Encode dinucleotide physicochemical properties (DPCP) into an 11-dimensional feature vector.

For each position i, this function assigns the property vector of the dinucleotide seq[i:i+2]. Positions near the end that do not have a full dinucleotide remain zeros.

Parameters:

seq (str) – Input RNA sequence (A/U/C/G).

Returns:

np.ndarray Array of shape (101, 11). Only positions 0..len(seq)-2 are filled.

utils.FeatureEncoding.nd(seq, seq_length)[source]#

Compute cumulative nucleotide density (ND) per position.

For each position j, ND is defined as:

count(seq[j] in seq[0:j+1]) / (j+1)

i.e., the running fraction of the nucleotide observed at position j.

Parameters:
  • seq (str) – Input RNA sequence.

  • seq_length (int) – Total length used for output (typically 101).

Returns:

np.ndarray Array of length seq_length containing per-position ND values.

utils.FeatureEncoding.dealwithdata(protein)[source]#

Batch-encode biochemical and k-mer features from paired FASTA files.

This function reads:
  • ./dataset/{protein}_pos.fa

  • ./dataset/{protein}_neg.fa

and encodes each sequence into a fixed-length feature tensor.

Notes

FASTA assumption The input FASTA is assumed to be organized in blocks of 3 lines per record:

  • line i : header

  • line i+1 : sequence

  • line i+2 : (optional/unused, e.g., structure or blank)

This function uses only the sequence line (i+1).

Output features (concatenated along the last axis; length = 101)
  • 3-dim base encoding with padding indicator (processFastaFile): (101, 3)

  • 1-dim nucleotide density ND (nd): (101, 1)

  • 11-dim dinucleotide physicochemical properties DPCP (dpcp): (101, 11)

  • k-mer frequency tensors for k=1,2,3 (coden): (101, 4 + 16 + 64)

Final per-sequence shape: (101, 99); batch output: (N, 101, 99).

Parameters:

protein (str) – Dataset identifier used to locate the FASTA files.

Returns:

np.ndarray Feature tensor of shape (N, 101, F) for all sequences from pos and neg files.

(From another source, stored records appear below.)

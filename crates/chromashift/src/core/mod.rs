//! The color science underlying recoloring.
//!
//! This module converts between 24-bit pixels, sRGB, XYZ, and the two LUV
//! flavors, tests colors for visibility, and measures color differences. All
//! coordinates are `[Float; 3]` arrays. sRGB coordinates range over `0..=255`
//! and XYZ coordinates are scaled so that the reference white has a luminance
//! of 100.

mod conversion;
mod difference;
mod equality;
mod gamut;
mod math;

// conversion
pub use conversion::{
    from_pixel, luv_chroma_to_luv_gama, luv_chroma_to_rgb, luv_chroma_to_xyz,
    luv_gama_to_luv_chroma, luv_gama_to_pixel, luv_gama_to_rgb, luv_gama_to_xyz,
    pixel_to_luv_gama, rgb_to_luv_chroma, rgb_to_luv_gama, rgb_to_xyz, to_pixel,
    xyz_to_luv_chroma, xyz_to_rgb, WHITE,
};

// difference
pub use difference::color_distance;
pub(crate) use difference::find_closest;

// equality
#[cfg(test)]
pub(crate) use equality::assert_same_coordinates;
pub use equality::to_eq_bits;
pub(crate) use equality::{has_nan, normalize, to_eq_coordinates, zero_nan};

// gamut
pub use gamut::{is_visible_luv_chroma, is_visible_luv_gama};

// math
pub(crate) use math::{Accumulator, FloatExt};
#[cfg(test)]
pub(crate) use math::is_close;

The concatenation order is: [base+pad, ND, DPCP, kmer(1), kmer(2), kmer(3)].

utils.FeatureEncoding.dealwithdata2(seq)[source]#

Encode a single sequence into the same feature representation as dealwithdata.

This is a single-instance version intended for inference or interactive usage. It applies the same normalization steps and feature concatenation scheme.

Parameters:

seq (str) – Raw nucleotide sequence (DNA ‘T’ will be converted to RNA ‘U’; ambiguous ‘N’ will be replaced with ‘A’).

Returns:

np.ndarray Feature tensor of shape (1, 101, F) where F matches dealwithdata output.